He spoke in a nervous, jerky fashion, and with little giggling laughs in between, but somehow he impressed me with fear more than the other.

“‘What do you want with me?’ I asked.

“‘Only to ask a few questions of a Greek gentleman who is visiting us, and to let us have the answers. But say no more than you are told to say, or’—here came the nervous giggle again—‘you had better never have been born.’

“As he spoke he opened a door and showed the way into a room which appeared to be very richly furnished, but again the only light was afforded by a single lamp half-turned down. The chamber was certainly large, and the way in which my feet sank into the carpet as I stepped across it told me of its richness. I caught glimpses of velvet chairs, a high white marble mantel-piece, and what seemed to be a suit of Japanese armour at one side of it. There was a chair just under the lamp, and the elderly man motioned that I should sit in it. The younger had left us, but he suddenly returned through another door, leading with him a gentleman clad in some sort of loose dressing-gown who moved slowly towards us. As he came into the circle of dim light which enables me to see him more clearly I was thrilled with horror at his appearance. He was deadly pale and terribly emaciated, with the protruding, brilliant eyes of a man whose spirit was greater than his strength. But what shocked me more than any signs of physical weakness was that his face was grotesquely criss-crossed with sticking-plaster, and that one large pad of it was fastened over his mouth.

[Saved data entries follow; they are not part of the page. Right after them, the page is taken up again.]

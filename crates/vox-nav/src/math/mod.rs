//! MathML navigation
//!
//! Two-dimensional movement inside a `<math>` subtree: horizontal moves
//! between siblings (or between tokens and leaves in document order) and
//! vertical moves into and out of subexpressions.

mod shifter;
pub mod speech;
mod walker;

pub use shifter::{EdgeState, MathShifter};
pub use walker::{MathWalker, MathWalkerKind};

use vox_dom::{DomTree, Namespace, NodeId};

/// Token elements; nested tokens are ignored
pub const TOKEN_ELEMENTS: &[&str] = &["mi", "mn", "mo", "mtext", "ms", "mspace", "mglyph"];

/// Elements that arrange other expressions
pub const LAYOUT_SCHEMATA: &[&str] = &[
    "mrow", "mfrac", "msqrt", "mroot", "mstyle", "merror", "mpadded", "mphantom", "mfenced",
    "menclose", "msub", "msup", "msubsup", "munder", "mover", "munderover", "mmultiscripts",
    "mtable", "mtr", "mlabeledtr", "mtd", "semantics",
];

/// Check the node is a `<math>` element
pub fn is_math_element(tree: &DomTree, id: NodeId) -> bool {
    tree.is_tag(id, "math")
}

/// Outermost `<math>` element containing `id` (or `id` itself)
pub fn math_root(tree: &DomTree, id: NodeId) -> Option<NodeId> {
    std::iter::once(id)
        .chain(tree.ancestors(id))
        .filter(|&a| is_math_element(tree, a))
        .last()
}

/// Check the node is a MathML token element
pub fn is_token(tree: &DomTree, id: NodeId) -> bool {
    tree.namespace(id) == Some(Namespace::MathMl)
        && tree.tag_name(id).is_some_and(|t| TOKEN_ELEMENTS.contains(&t))
}

/// Check the node is a MathML layout schema
pub fn is_layout(tree: &DomTree, id: NodeId) -> bool {
    tree.namespace(id) == Some(Namespace::MathMl)
        && tree.tag_name(id).is_some_and(|t| LAYOUT_SCHEMATA.contains(&t))
}

/// Text node with something other than whitespace in it
pub(crate) fn is_visible_text(tree: &DomTree, id: NodeId) -> bool {
    tree.text(id).is_some_and(|t| !t.trim().is_empty())
}

/// Children that take part in math navigation: elements and visible text
pub(crate) fn math_children(tree: &DomTree, id: NodeId) -> impl Iterator<Item = NodeId> + '_ {
    tree.children(id)
        .map(|(child, _)| child)
        .filter(move |&c| tree.is_element(c) || is_visible_text(tree, c))
}

/// Check the node only wraps a single child (`<math>`, `<mrow>`,
/// `<semantics>`), so it has nothing to say of its own
pub(crate) fn is_wrapper(tree: &DomTree, id: NodeId) -> bool {
    matches!(tree.tag_name(id), Some("math" | "mrow" | "semantics" | "mstyle"))
        && math_children(tree, id).filter(|&c| tree.is_element(c)).count() == 1
        && !math_children(tree, id).any(|c| is_visible_text(tree, c))
}

/// Descend through single-child wrappers
pub(crate) fn skip_wrappers(tree: &DomTree, mut id: NodeId) -> NodeId {
    while is_wrapper(tree, id) {
        match math_children(tree, id).next() {
            Some(child) => id = child,
            None => break,
        }
    }
    id
}

#[cfg(test)]
mod tests {
    use super::*;

    #[test]
    fn test_math_root_and_wrappers() {
        let doc = vox_html::parse("<math><mrow><msup><mi>x</mi><mn>2</mn></msup></mrow></math>");
        let tree = doc.tree();
        let math = tree.descendants(doc.body()).find(|&n| tree.is_tag(n, "math")).unwrap();
        let msup = tree.descendants(math).find(|&n| tree.is_tag(n, "msup")).unwrap();
        let mi = tree.first_child(msup);

        assert_eq!(math_root(tree, mi), Some(math));
        assert_eq!(math_root(tree, doc.body()), None);
        assert_eq!(skip_wrappers(tree, math), msup);
        assert!(is_token(tree, mi));
        assert!(is_layout(tree, msup));
    }
}
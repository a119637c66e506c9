//! DOM content oracle
//!
//! Answers "is this hidden", "does this render anything" and "is this an
//! object leaf" for the walkers.

use vox_dom::{DomTree, NodeData, NodeId};

use crate::aria::{AriaAttributes, AriaRole, AriaState};
use crate::role::get_role;

/// Elements that never render
const NON_RENDERED: &[&str] = &[
    "head", "script", "style", "template", "noscript", "title", "meta", "link",
];

/// Form controls
const CONTROLS: &[&str] = &["input", "select", "textarea", "button"];

/// Elements that always have content even without text
const EMBEDDED: &[&str] = &[
    "iframe", "frame", "embed", "object", "video", "audio", "canvas", "math", "hr",
];

/// Elements whose children are never visited
const LEAF_TAGS: &[&str] = &[
    "img", "input", "select", "textarea", "button", "iframe", "frame", "object", "embed",
    "video", "audio", "canvas", "math",
];

/// Input types that hold editable text
const TEXT_INPUT_TYPES: &[&str] = &[
    "", "text", "email", "password", "search", "tel", "url", "number",
];

/// Check the element itself is hidden from the user
pub fn is_hidden(tree: &DomTree, id: NodeId) -> bool {
    let Some(tag) = tree.tag_name(id) else {
        return false;
    };
    if NON_RENDERED.contains(&tag) || tree.has_attribute(id, "hidden") {
        return true;
    }
    if tag == "input" && input_type(tree, id) == "hidden" {
        return true;
    }
    if tree.attribute(id, "aria-hidden").is_some_and(|v| v.trim() == "true") {
        return true;
    }
    tree.attribute(id, "style").is_some_and(style_hides)
}

fn style_hides(style: &str) -> bool {
    style.split(';').any(|decl| {
        let Some((prop, value)) = decl.split_once(':') else {
            return false;
        };
        let prop = prop.trim().to_ascii_lowercase();
        let value = value.trim().to_ascii_lowercase();
        (prop == "display" && value == "none") || (prop == "visibility" && value == "hidden")
    })
}

/// Check the node or any ancestor is hidden
pub fn is_hidden_in_tree(tree: &DomTree, id: NodeId) -> bool {
    is_hidden(tree, id) || tree.ancestors(id).any(|a| is_hidden(tree, a))
}

/// Lowercased `type` of an input, empty when absent
pub fn input_type(tree: &DomTree, id: NodeId) -> String {
    tree.attribute(id, "type")
        .map(|t| t.trim().to_ascii_lowercase())
        .unwrap_or_default()
}

/// Check the node renders something a user can perceive
pub fn has_content(tree: &DomTree, id: NodeId) -> bool {
    if tree.ancestors(id).any(|a| is_hidden(tree, a)) {
        return false;
    }
    has_content_local(tree, id)
}

fn has_content_local(tree: &DomTree, id: NodeId) -> bool {
    let Some(node) = tree.get(id) else {
        return false;
    };
    match &node.data {
        NodeData::Text(text) => !text.content.trim().is_empty(),
        NodeData::Document => tree.children(id).any(|(c, _)| has_content_local(tree, c)),
        NodeData::Element(_) => {
            if is_hidden(tree, id) {
                return false;
            }
            let tag = tree.tag_name(id).unwrap_or_default();
            if CONTROLS.contains(&tag) || EMBEDDED.contains(&tag) {
                return true;
            }
            if tag == "img" {
                return tree.attribute(id, "alt") != Some("") || tree.has_attribute(id, "title");
            }
            if tree.attribute(id, "aria-label").is_some_and(|l| !l.trim().is_empty()) {
                return true;
            }
            if get_role(tree, id).is_some_and(|r| r.is_leaf_role()) && is_focusable(tree, id) {
                return true;
            }
            tree.children(id).any(|(c, _)| has_content_local(tree, c))
        }
        NodeData::Comment(_) | NodeData::Doctype { .. } => false,
    }
}
//! Object walker
//!
//! Visits leaf nodes with content: text, controls, images, links, headings.

use vox_a11y::is_leaf_node;
use vox_dom::{Document, DomTree, NodeId};

use crate::braille::{self, NavBraille};
use crate::config::{MAX_STEPS, Verbosity};
use crate::cursor::CursorSelection;
use crate::description::{self, NavDescription};
use crate::error::NavResult;
use crate::traverse;
use crate::walker::Walker;

/// Node-to-node movement over leaves, without descriptions
#[derive(Debug, Clone, Copy)]
pub struct BareObjectWalker {
    pub max_steps: usize,
}

impl Default for BareObjectWalker {
    fn default() -> Self {
        Self { max_steps: MAX_STEPS }
    }
}

impl BareObjectWalker {
    pub fn new(max_steps: usize) -> Self {
        Self { max_steps }
    }

    fn stop(tree: &DomTree, id: NodeId) -> bool {
        is_leaf_node(tree, id)
    }

    pub fn next(&self, doc: &Document, sel: &CursorSelection) -> NavResult<Option<CursorSelection>> {
        traverse::next_selection(doc, sel, &Self::stop, self.max_steps)
    }

    pub fn sync(&self, doc: &Document, sel: &CursorSelection) -> NavResult<CursorSelection> {
        traverse::sync_selection(doc, sel, &Self::stop, self.max_steps)
    }
}

/// Object granularity walker
#[derive(Debug, Clone, Default)]
pub struct ObjectWalker {
    bare: BareObjectWalker,
    verbosity: Verbosity,
}

impl ObjectWalker {
    pub fn new(max_steps: usize, verbosity: Verbosity) -> Self {
        Self {
            bare: BareObjectWalker::new(max_steps),
            verbosity,
        }
    }
}

impl Walker for ObjectWalker {
    fn name(&self) -> &'static str {
        "object"
    }

    fn next(&self, doc: &Document, sel: &CursorSelection) -> NavResult<Option<CursorSelection>> {
        self.bare.next(doc, sel)
    }

    fn sync(&self, doc: &Document, sel: &CursorSelection) -> NavResult<CursorSelection> {
        self.bare.sync(doc, sel)
    }

    fn description(
        &self,
        doc: &Document,
        prev: &CursorSelection,
        sel: &CursorSelection,
    ) -> Vec<NavDescription> {
        description::describe_transition(doc, prev, sel, self.verbosity)
    }

    fn braille(
        &self,
        doc: &Document,
        _prev: &CursorSelection,
        sel: &CursorSelection,
    ) -> NavResult<NavBraille> {
        if sel.start.node == sel.end.node && !sel.is_collapsed() {
            return Ok(braille::selection_braille(doc, sel));
        }
        Ok(braille::object_braille(doc, sel))
    }

    fn granularity_msg(&self) -> &'static str {
        "Object"
    }
}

“‘Have you the slate, Harold?’ cried the older man, as this strange being fell rather than sat down into a chair. ‘Are his hands loose? Now, then, give him the pencil. You are to ask the questions, Mr. Melas, and he will write the answers. Ask him first of all whether he is prepared to sign the papers?’

“The man’s eyes flashed fire.

“‘Never!’ he wrote in Greek upon the slate.

“‘On no condition?’ I asked, at the bidding of our tyrant.

“‘Only if I see her married in my presence by a Greek priest whom I know.’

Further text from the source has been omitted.